• [What you have to do]:
Find how many lines in the material hold the word "Self", then state that number and nothing more.

== Records shown ==

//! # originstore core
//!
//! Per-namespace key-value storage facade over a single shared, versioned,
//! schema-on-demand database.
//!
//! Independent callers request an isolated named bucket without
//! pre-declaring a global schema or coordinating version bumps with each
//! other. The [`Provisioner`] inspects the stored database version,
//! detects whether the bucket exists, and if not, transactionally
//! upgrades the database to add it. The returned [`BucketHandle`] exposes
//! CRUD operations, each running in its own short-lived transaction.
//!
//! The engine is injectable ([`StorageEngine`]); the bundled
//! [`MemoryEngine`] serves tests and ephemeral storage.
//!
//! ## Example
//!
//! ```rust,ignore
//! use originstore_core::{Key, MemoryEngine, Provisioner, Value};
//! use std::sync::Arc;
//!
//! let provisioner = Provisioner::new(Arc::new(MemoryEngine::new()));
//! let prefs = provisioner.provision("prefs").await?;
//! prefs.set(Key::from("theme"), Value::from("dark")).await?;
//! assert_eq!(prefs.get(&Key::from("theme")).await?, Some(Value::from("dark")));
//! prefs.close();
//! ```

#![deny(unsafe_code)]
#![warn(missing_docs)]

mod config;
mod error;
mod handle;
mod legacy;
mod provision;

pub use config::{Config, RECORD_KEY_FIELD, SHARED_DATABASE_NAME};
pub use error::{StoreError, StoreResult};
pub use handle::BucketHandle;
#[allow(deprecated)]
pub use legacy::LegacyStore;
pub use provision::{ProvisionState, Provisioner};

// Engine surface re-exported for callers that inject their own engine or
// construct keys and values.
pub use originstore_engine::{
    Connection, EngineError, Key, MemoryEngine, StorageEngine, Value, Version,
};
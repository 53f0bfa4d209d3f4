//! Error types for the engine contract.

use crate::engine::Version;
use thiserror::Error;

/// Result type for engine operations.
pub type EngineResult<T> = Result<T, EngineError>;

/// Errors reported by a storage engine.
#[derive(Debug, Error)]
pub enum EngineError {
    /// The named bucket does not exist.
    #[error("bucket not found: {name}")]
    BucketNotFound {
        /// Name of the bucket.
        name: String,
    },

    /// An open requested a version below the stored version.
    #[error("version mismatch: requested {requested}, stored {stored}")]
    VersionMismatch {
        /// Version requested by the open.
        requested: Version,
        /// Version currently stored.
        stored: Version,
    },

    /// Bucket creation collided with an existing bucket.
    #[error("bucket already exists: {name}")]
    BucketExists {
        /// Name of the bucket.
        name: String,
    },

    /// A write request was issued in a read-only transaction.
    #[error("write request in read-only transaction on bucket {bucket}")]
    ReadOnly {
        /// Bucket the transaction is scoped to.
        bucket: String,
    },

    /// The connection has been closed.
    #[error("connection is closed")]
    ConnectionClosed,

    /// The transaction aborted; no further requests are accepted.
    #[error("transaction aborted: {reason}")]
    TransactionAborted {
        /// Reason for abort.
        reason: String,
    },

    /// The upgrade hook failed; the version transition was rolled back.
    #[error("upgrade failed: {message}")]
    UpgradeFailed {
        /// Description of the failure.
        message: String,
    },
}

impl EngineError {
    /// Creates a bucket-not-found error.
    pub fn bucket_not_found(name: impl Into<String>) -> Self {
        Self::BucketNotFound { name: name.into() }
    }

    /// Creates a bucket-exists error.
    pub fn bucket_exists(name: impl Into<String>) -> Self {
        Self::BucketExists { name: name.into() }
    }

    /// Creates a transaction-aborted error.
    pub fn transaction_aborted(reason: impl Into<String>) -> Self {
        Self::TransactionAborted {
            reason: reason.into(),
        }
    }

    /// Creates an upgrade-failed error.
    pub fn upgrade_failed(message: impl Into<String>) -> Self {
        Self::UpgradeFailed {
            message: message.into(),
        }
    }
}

===

• [Reply]:
8